The survey, which collected the views of 116 institutional hedge fund investors, asked for their thoughts between 2-27 November, 2018.
More than a third, 38%, said they saw slower economic growth as the biggest risk in 2019, significantly up from a similar survey in March 2018, when 12% responded thus.
Other top concerns for 2019 include rising interest rates, 29%, and a reversal in stock markets, 21%.
When asked how such concerns could influence investment decisions, more than a quarter, 27% said most interest over the coming 12 months would be in global macro managed futures, up from 22% the previous year.

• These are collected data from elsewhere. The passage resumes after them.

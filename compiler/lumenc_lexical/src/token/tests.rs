use lumenc_base::{handler::Storage, source_file::SourceFile};

use super::{CommentKind, KeywordKind, NumericLiteralKind, Token};
use crate::error;

fn tokenize(source: &str) -> Token {
    let source_file = SourceFile::temp(source).unwrap();
    let mut iterator = source_file.iter();

    let storage: Storage<error::Error> = Storage::new();
    let token = Token::lex(&source_file, &mut iterator, &storage).unwrap();

    assert!(storage.as_vec().is_empty());

    token
}

#[test]
fn keywords_are_case_insensitive() {
    for source in ["begin", "BEGIN", "Begin"] {
        let token = tokenize(source).into_keyword().unwrap();
        assert_eq!(token.keyword, KeywordKind::Begin);
        assert_eq!(token.span.str(), source);
    }
}

#[test]
fn identifier() {
    let token = tokenize("counter_1 := 0").into_identifier().unwrap();
    assert_eq!(token.span.str(), "counter_1");
}

#[test]
fn forward_is_an_identifier_not_a_keyword() {
    let token = tokenize("forward;").into_identifier().unwrap();
    assert_eq!(token.span.str(), "forward");
}

#[test]
fn integer_literal() {
    let token = tokenize("42;").into_numeric_literal().unwrap();
    assert_eq!(token.kind, NumericLiteralKind::Integer);
    assert_eq!(token.span.str(), "42");
}

#[test]
fn real_literal() {
    let token = tokenize("3.14;").into_numeric_literal().unwrap();
    assert_eq!(token.kind, NumericLiteralKind::Real);
    assert_eq!(token.span.str(), "3.14");
}

#[test]
fn integer_followed_by_program_terminator() {
    // the dot must not be folded into the literal
    let token = tokenize("42.").into_numeric_literal().unwrap();
    assert_eq!(token.kind, NumericLiteralKind::Integer);
    assert_eq!(token.span.str(), "42");
}

#[test]
fn brace_comment() {
    let token = tokenize("{ a comment } begin").into_comment().unwrap();
    assert_eq!(token.kind, CommentKind::Brace);
    assert_eq!(token.span.str(), "{ a comment }");
}

#[test]
fn parenthesized_comment() {
    let token = tokenize("(* a comment *) begin").into_comment().unwrap();
    assert_eq!(token.kind, CommentKind::Parenthesized);
    assert_eq!(token.span.str(), "(* a comment *)");
}

#[test]
fn lone_parenthesis_is_a_punctuation() {
    let token = tokenize("(x)").into_punctuation().unwrap();
    assert_eq!(token.punctuation, '(');
}

#[test]
fn whitespaces() {
    let token = tokenize("  \t\n  begin").into_white_spaces().unwrap();
    assert_eq!(token.span.str(), "  \t\n  ");
}

#[test]
fn unterminated_comment_is_fatal() {
    let source_file = SourceFile::temp("{ never closed").unwrap();
    let mut iterator = source_file.iter();

    let storage: Storage<error::Error> = Storage::new();
    let result = Token::lex(&source_file, &mut iterator, &storage);

    assert_eq!(result, Err(super::Error::FatalLexicalError));

    let errors = storage.into_vec();
    assert_eq!(errors.len(), 1);
    assert_eq!(errors[0].span().str(), "{");
}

And while interest in fixed income strategies notched a score of 17%, up from 1% the previous year, this mirrored a decline in interest in equity based strategies, to 21% from 29%.
Sol Waksman, president of the Backstop BarclayHedge division, said: "Growing interest in global macro managed futures strategies makes sense in light of the weakened commodity sector. That could create opportunities for investors to cash in on a commodity bounce in 2019."
When asked which characteristic of hedge funds will deliver the highest investor value in 2019, some 48% answered low correlation. About a quarter, 26%, said diversification, and 25% high risk-adjusted returns.